You can get external drives 1T or 2Terabite quite cheap now which plug into the USB port...... They should hold more than enough photos
Hi do you mind telling me what model and where from?
TA
The computer has to hold the image selected for editing in ram and as you know RAW images take a lot of memory. so get as much ram as you can afford in gb, I would recommend at least 8gb for image processing and at least a dual core processor.
One of the reasons there are so many choices out there is because one size definitely does not fit all, A workstation desktop is not the ideal solution for image processing as is not a gaming PC.
Gord
(Jan 9, 2014, 08:52)Artoorthethird Wrote: [ -> ]You could try something much cheaper - Norton Utilities - Software that will return your PC to near as new condition. It gets rid of loads of clutter on the hard drive, and all the start up programs that have found their way into your start up folder. I use it all the time, (run it once a week) and my 5 year old PC is as fast as new.
Cost is around £30. You could try the Norton Symantec website to download a trial version.
But believe me, the full paid for version is well worth having, even on your new PC if you go that way.
(Jan 9, 2014, 10:20)Wall-E Wrote: [ -> ](Jan 9, 2014, 08:52)Artoorthethird Wrote: [ -> ]You could try something much cheaper - Norton Utilities - Software that will return your PC to near as new condition. It gets rid of loads of clutter on the hard drive, and all the start up programs that have found their way into your start up folder. I use it all the time, (run it once a week) and my 5 year old PC is as fast as new.
Cost is around £30. You could try the Norton Symantec website to download a trial version.
But believe me, the full paid for version is well worth having, even on your new PC if you go that way.
I haven't gone NEAR any Norton software in a number of years.
I used to be a subscriber to their Anti-Virus product, but stopped when it became bloat-ware, and slowed my XP machine to a crawl.
I now use AdvancedCare for optimization, AVG Free for Anti-Virus, and SpyBot Search and Destroy to look for browser exploits. None of those cost anything. You *can* upgrade to their 'pro' levels, but the freebies work fine for me.

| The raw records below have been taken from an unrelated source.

/*
 * @file search.rs
 * @author Mike Hamburg
 * @copyright 2020-2022 Rambus Inc.
 *
 * Search for multiplicative hash constants with unique upper bits.
 *
 * Multiplying the inputs 0..2^n by an odd constant and keeping the top
 * bits of the product gives a cheap hash.  Some constants keep those top
 * bits collision-free for much larger n than others; this module guesses
 * constants at random and measures how far each one gets.
 */

use crate::bitset::BitSet;
use crate::error::{check_bits,Result};
use crate::seed::{choose_rng,WhyHashing};
use core::ops::RangeInclusive;
use log::{debug,info};
use rand::Rng;

/** Which kind of hash the multipliers are being tested for. */
#[derive(Copy,Clone,PartialEq,Eq,Debug)]
pub enum Family {
    /**
     * One multiplier.  The inputs 0..2^n must map to distinct values of
     * the top n+reserve_bits bits of the product.
     */
    Single { reserve_bits: u32 },

    /**
     * Two multipliers applied to the same 2n-bit input.  The top n+1 bits
     * of both products, concatenated, must be unique, and so must the top
     * 2n+2 bits of each product on its own.
     */
    DualOutput,

    /**
     * Two multipliers, one for each n-bit half of a 2n-bit input.  The
     * top 2n+2 bits of the sum of the two products must be unique, and
     * so must the top 2n+2 bits of each multiplier applied to the whole
     * input.
     */
    DualInput,
}

/** Scratch tables, reused from width to width and candidate to candidate. */
pub struct Tables {
    seen: [BitSet; 3]
}

impl Tables {
    pub fn new() -> Self {
        Tables { seen: [BitSet::with_capacity(0), BitSet::with_capacity(0), BitSet::with_capacity(0)] }
    }
}

impl Default for Tables {
    fn default() -> Self { Self::new() }
}

/**
 * Do the inputs 0..2^nbits get unique values of the top
 * `nbits + reserve_bits` bits of `i * factor`?
 */
pub fn single_is_unique(factor: u64, nbits: u32, reserve_bits: u32, seen: &mut BitSet) -> bool {
    let max = 1usize << nbits;
    let shift = 64 - nbits - reserve_bits;
    seen.reset(max << reserve_bits);
    for i in 0..max {
        let alt = ((i as u64).wrapping_mul(factor) >> shift) as usize;
        if seen.test_and_insert(alt) {
            return false;
        }
    }
    true
}

/** Unique upper bits test for [`Family::DualOutput`] at width `bits`. */
pub fn dual_output_is_unique(factor_a: u64, factor_b: u64, bits: u32, tables: &mut Tables) -> bool {
    let max = 1u64 << (2*bits);
    let [both, a_only, b_only] = &mut tables.seen;
    both.reset((max << 2) as usize);
    a_only.reset((max << 2) as usize);
    b_only.reset((max << 2) as usize);

    /* top bits+1 of each product for the combined table, top 2*bits+2 for the others */
    let half_shift = 63 - bits;
    let full_shift = 62 - 2*bits;
    for i in 0..max {
        let a = i.wrapping_mul(factor_a);
        let b = i.wrapping_mul(factor_b);

        let v = ((a >> half_shift) << (bits + 1)) | (b >> half_shift);
        if both.test_and_insert(v as usize) { return false; }
        if a_only.test_and_insert((a >> full_shift) as usize) { return false; }
        if b_only.test_and_insert((b >> full_shift) as usize) { return false; }
    }
    true
}

/** Unique upper bits test for [`Family::DualInput`] at width `bits`. */
pub fn dual_input_is_unique(factor_a: u64, factor_b: u64, bits: u32, tables: &mut Tables) -> bool {
    let max = 1u64 << (2*bits);
    let half_mask = (1u64 << bits) - 1;
    let shift = 62 - 2*bits;
    let [both, a_only, b_only] = &mut tables.seen;
    both.reset((max << 2) as usize);
    a_only.reset((max << 2) as usize);
    b_only.reset((max << 2) as usize);

    for i in 0..max {
        let a = i.wrapping_mul(factor_a);
        let b = i.wrapping_mul(factor_b);
        if a_only.test_and_insert((a >> shift) as usize) { return false; }
        if b_only.test_and_insert((b >> shift) as usize) { return false; }

        let lo = (i & half_mask).wrapping_mul(factor_a);
        let hi = (i >> bits).wrapping_mul(factor_b);
        if both.test_and_insert((lo.wrapping_add(hi) >> shift) as usize) { return false; }
    }
    true
}

/** A set of multipliers, and how far they got. */
#[derive(Copy,Clone,PartialEq,Eq,Debug)]
pub struct Candidate {
    pub factors: [u64; 2],
    /** Largest collision-free width, or None if the first width tried failed */
    pub unique_bits: Option<u32>,
}

impl Family {
    /** How many multipliers this family uses */
    pub fn nfactors(self) -> usize {
        match self {
            Family::Single { .. } => 1,
            Family::DualOutput | Family::DualInput => 2,
        }
    }

    /** Test one width.  Only `factors[0]` is used for [`Family::Single`]. */
    pub fn is_unique(self, factors: [u64; 2], bits: u32, tables: &mut Tables) -> bool {
        match self {
            Family::Single { reserve_bits } =>
                single_is_unique(factors[0], bits, reserve_bits, &mut tables.seen[0]),
            Family::DualOutput => dual_output_is_unique(factors[0], factors[1], bits, tables),
            Family::DualInput  => dual_input_is_unique(factors[0], factors[1], bits, tables),
        }
    }

    /** Check that every width in `widths` is one the tests can handle. */
    pub fn validate(self, widths: &RangeInclusive<u32>) -> Result<()> {
        match self {
            Family::Single { reserve_bits } => {
                check_bits("reserve_bits", reserve_bits, 0, SearchOptions::MAX_RESERVE_BITS)?;
                check_bits("max_width", *widths.end(), 1, SearchOptions::MAX_TABLE_BITS - reserve_bits)?;
            },
            Family::DualOutput | Family::DualInput => {
                check_bits("max_width", *widths.end(), 1, SearchOptions::MAX_DUAL_BITS)?;
            }
        }
        check_bits("min_width", *widths.start(), 1, *widths.end())
    }

    /**
     * Test widths in increasing order, and return the largest
     * one that passed before the first failure.
     */
    pub fn max_unique_bits(self, factors: [u64; 2], widths: RangeInclusive<u32>, tables: &mut Tables) -> Option<u32> {
        let mut best = None;
        for bits in widths {
            if !self.is_unique(factors, bits, tables) { break; }
            best = Some(bits);
        }
        best
    }

    /** Draw a random candidate: odd multipliers */
    fn draw_factors<R:Rng>(self, rng: &mut R) -> [u64; 2] {
        let mut factors = [0u64; 2];
        for f in factors.iter_mut().take(self.nfactors()) {
            *f = rng.gen::<u64>() | 1;
        }
        factors
    }

    /** Line printed for a candidate that got to `bits`. */
    fn found_line(self, factors: [u64; 2], bits: u32) -> String {
        match self {
            Family::Single { reserve_bits } =>
                format!("Found for {} bits + {} reserve: {:#x}", bits, reserve_bits, factors[0]),
            Family::DualOutput | Family::DualInput =>
                format!("Found for {} bits: {:#x}, {:#x}", bits, factors[0], factors[1]),
        }
    }

    /** Line printed for a candidate that got to the winning width. */
    fn winner_line(self, factors: [u64; 2], bits: u32) -> String {
        match self {
            Family::Single { .. } => "WINNER!!!!".to_string(),
            Family::DualOutput | Family::DualInput =>
                format!("WINNER @ {} bits!!!!!!!!!!!!! {:#x}, {:#x}", bits, factors[0], factors[1]),
        }
    }
}

/**
 * Options for a multiplier search.
 *
 * There's no single `Default`, because the classic settings differ by
 * family; use [`SearchOptions::for_family`].
 */
#[derive(Clone,PartialEq,Eq,Debug)]
pub struct SearchOptions {
    /** Widths to test, in increasing order */
    pub widths: RangeInclusive<u32>,

    /** Print every width at or above this one that a candidate passes */
    pub report_bits: u32,

    /** Celebrate candidates that pass this width */
    pub winner_bits: u32,

    /**
     * Stop after this many candidates.
     * Default: `None`, meaning search until killed.
     */
    pub max_candidates: Option<u64>,

    /**
     * Optional seed to make the search repeatable.
     * Default: `None`, meaning fresh randomness.
     */
    pub seed: Option<u64>,
}

impl SearchOptions {
    /** Largest single-family table, as log2 of its size in bits */
    pub const MAX_TABLE_BITS : u32 = 40;
    pub const MAX_RESERVE_BITS : u32 = 8;
    /** Dual-family tables hold 2^(2*bits+2) bits */
    pub const MAX_DUAL_BITS : u32 = 17;

    /** The classic settings for each family */
    pub fn for_family(family: Family) -> Self {
        let (widths, report_bits, winner_bits) = match family {
            Family::Single { .. } => (1..=31, 20, 32),
            Family::DualOutput    => (1..=17, 14, 16),
            Family::DualInput     => (14..=17, 15, 17),
        };
        SearchOptions { widths, report_bits, winner_bits, max_candidates: None, seed: None }
    }
}

/** What a finite search found. */
#[derive(Clone,PartialEq,Eq,Debug,Default)]
pub struct SearchSummary {
    pub candidates: u64,
    /** The candidate that got furthest; earliest wins ties */
    pub best: Option<Candidate>,
}

/**
 * Measure one candidate, testing widths in increasing order.  Each report
 * line goes to `report` as soon as its width passes, before any wider
 * test starts, since a search may be killed partway through a slow width.
 */
pub fn evaluate<F:FnMut(&str)>(
    family: Family,
    factors: [u64; 2],
    options: &SearchOptions,
    tables: &mut Tables,
    mut report: F
) -> Candidate {
    let mut unique_bits = None;
    for bits in options.widths.clone() {
        if !family.is_unique(factors, bits, tables) { break; }
        unique_bits = Some(bits);
        if bits >= options.report_bits {
            report(&family.found_line(factors, bits));
            if bits >= options.winner_bits {
                report(&family.winner_line(factors, bits));
            }
        }
    }
    Candidate { factors, unique_bits }
}

/**
 * Guess multipliers at random and test them.  Runs forever unless
 * `options.max_candidates` is set.
 */
pub fn search(family: Family, options: &SearchOptions) -> Result<SearchSummary> {
    family.validate(&options.widths)?;
    info!("searching {:?} multipliers, widths {:?}, reporting from {} bits",
        family, options.widths, options.report_bits);

    let mut rng = choose_rng(options.seed, WhyHashing::MultiplierCandidates, family.nfactors() as u64);
    let mut tables = Tables::new();
    let mut summary = SearchSummary::default();

    while options.max_candidates.map_or(true, |max| summary.candidates < max) {
        let factors = family.draw_factors(&mut rng);
        let candidate = evaluate(family, factors, options, &mut tables, |line| eprintln!("{}", line));
        debug!("{:#x}, {:#x}: {:?}", factors[0], factors[1], candidate.unique_bits);

        summary.candidates += 1;
        let better = match summary.best {
            None => true,
            Some(best) => candidate.unique_bits > best.unique_bits
        };
        if better { summary.best = Some(candidate); }
    }
    Ok(summary)
}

(Jan 10, 2014, 18:15)gerainte Wrote: [ -> ]Since you will need Norton Utilities within a few months even on a new computer (depends how many programs invite themselves into your start-up directory, with your knowledge or otherwise) you could consider buying Utilities now and hopefully it will work wonders on you existing PC. I rely on Norton Utilities all the time on 2 PCs and both run RAW files (21-Mega-pixel) fine.(Jan 9, 2014, 10:20)Wall-E Wrote: [ -> ](Jan 9, 2014, 08:52)Artoorthethird Wrote: [ -> ]You could try something much cheaper - Norton Utilities - Software that will return your PC to near as new condition. It gets rid of loads of clutter on the hard drive, and all the start up programs that have found their way into your start up folder. I use it all the time, (run it once a week) and my 5 year old PC is as fast as new.
Cost is around £30. You could try the Norton Symantec website to download a trial version.
But believe me, the full paid for version is well worth having, even on your new PC if you go that way.
I haven't gone NEAR any Norton software in a number of years.
I used to be a subscriber to their Anti-Virus product, but stopped when it became bloat-ware, and slowed my XP machine to a crawl.
I now use AdvancedCare for optimization, AVG Free for Anti-Virus, and SpyBot Search and Destroy to look for browser exploits. None of those cost anything. You *can* upgrade to their 'pro' levels, but the freebies work fine for me.
Thanks for the info on these probably need to look at this stuff either to sort out the present mess and or if I get a new laptop.
Still looking nad scratching my head, any one just want to suggest a model?